If a line in the data below includes the string "testing", please return a copy of it.

Saved data entries
= Beginning of Section =
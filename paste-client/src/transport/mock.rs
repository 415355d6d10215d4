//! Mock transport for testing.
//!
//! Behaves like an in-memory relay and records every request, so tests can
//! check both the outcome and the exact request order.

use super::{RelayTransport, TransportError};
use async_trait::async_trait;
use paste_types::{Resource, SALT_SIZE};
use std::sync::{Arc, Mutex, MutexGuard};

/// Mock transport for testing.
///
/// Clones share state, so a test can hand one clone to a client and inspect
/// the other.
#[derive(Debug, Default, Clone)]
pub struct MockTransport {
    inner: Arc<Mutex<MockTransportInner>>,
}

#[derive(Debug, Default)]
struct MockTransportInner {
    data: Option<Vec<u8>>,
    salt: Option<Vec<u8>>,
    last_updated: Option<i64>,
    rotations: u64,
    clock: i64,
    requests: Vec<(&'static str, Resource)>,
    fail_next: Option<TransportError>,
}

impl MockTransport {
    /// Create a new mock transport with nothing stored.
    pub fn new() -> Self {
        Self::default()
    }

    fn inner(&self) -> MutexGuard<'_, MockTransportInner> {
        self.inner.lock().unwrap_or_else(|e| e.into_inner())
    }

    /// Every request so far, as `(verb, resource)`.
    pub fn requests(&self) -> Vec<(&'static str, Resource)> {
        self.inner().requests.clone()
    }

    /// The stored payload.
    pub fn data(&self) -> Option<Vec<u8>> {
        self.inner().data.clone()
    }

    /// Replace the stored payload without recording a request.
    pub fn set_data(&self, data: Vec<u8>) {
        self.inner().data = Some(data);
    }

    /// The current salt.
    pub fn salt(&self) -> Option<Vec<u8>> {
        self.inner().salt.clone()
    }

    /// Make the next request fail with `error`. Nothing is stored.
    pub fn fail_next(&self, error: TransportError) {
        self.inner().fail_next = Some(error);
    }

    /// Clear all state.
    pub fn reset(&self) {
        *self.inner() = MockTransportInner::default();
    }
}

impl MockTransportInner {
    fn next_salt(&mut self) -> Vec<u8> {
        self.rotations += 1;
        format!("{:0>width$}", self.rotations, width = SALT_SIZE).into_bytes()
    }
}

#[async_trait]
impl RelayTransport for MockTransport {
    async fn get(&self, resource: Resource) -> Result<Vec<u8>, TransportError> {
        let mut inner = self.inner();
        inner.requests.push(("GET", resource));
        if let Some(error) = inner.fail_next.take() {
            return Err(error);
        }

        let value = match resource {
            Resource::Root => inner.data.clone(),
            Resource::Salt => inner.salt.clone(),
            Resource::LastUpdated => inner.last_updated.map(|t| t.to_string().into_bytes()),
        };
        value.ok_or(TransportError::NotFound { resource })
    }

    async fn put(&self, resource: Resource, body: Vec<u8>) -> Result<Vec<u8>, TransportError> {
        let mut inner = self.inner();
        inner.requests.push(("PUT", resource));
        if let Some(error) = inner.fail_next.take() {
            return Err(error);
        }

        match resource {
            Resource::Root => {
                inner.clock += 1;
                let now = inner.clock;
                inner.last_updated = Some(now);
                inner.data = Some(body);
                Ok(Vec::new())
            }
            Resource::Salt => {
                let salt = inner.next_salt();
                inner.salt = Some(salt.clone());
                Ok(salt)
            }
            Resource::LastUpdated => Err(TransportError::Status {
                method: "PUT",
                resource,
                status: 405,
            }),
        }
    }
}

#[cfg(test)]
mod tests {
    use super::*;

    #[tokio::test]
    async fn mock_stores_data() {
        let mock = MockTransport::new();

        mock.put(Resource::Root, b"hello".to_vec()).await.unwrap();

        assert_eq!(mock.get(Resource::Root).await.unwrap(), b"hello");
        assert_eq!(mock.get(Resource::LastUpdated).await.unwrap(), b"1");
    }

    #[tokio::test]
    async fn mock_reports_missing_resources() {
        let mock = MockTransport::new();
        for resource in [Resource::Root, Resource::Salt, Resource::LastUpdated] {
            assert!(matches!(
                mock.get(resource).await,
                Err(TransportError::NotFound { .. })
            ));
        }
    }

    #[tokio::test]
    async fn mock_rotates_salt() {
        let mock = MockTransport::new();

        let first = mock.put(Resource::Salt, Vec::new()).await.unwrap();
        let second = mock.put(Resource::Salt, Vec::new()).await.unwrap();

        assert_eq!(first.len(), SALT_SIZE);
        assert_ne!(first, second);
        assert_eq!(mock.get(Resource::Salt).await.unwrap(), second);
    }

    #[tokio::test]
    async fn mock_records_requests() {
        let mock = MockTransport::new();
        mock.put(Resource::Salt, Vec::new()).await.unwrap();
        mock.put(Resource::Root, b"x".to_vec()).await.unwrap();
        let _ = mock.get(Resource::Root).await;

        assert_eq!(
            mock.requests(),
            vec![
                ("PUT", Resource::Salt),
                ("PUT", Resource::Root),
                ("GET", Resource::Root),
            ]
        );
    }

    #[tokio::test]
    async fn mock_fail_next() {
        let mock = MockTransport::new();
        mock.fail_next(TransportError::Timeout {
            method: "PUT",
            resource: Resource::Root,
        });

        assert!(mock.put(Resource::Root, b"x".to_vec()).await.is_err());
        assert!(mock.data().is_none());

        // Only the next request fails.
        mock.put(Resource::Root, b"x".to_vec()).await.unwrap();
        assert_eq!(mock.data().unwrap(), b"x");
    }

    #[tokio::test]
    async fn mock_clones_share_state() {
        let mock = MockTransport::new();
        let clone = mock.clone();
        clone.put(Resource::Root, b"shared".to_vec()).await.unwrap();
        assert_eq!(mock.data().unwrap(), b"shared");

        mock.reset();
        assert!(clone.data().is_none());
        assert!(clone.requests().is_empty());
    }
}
= End of Section =
*OUTPUT OF THE TASK*.
//! Mock transport for testing.
/// Mock transport for testing.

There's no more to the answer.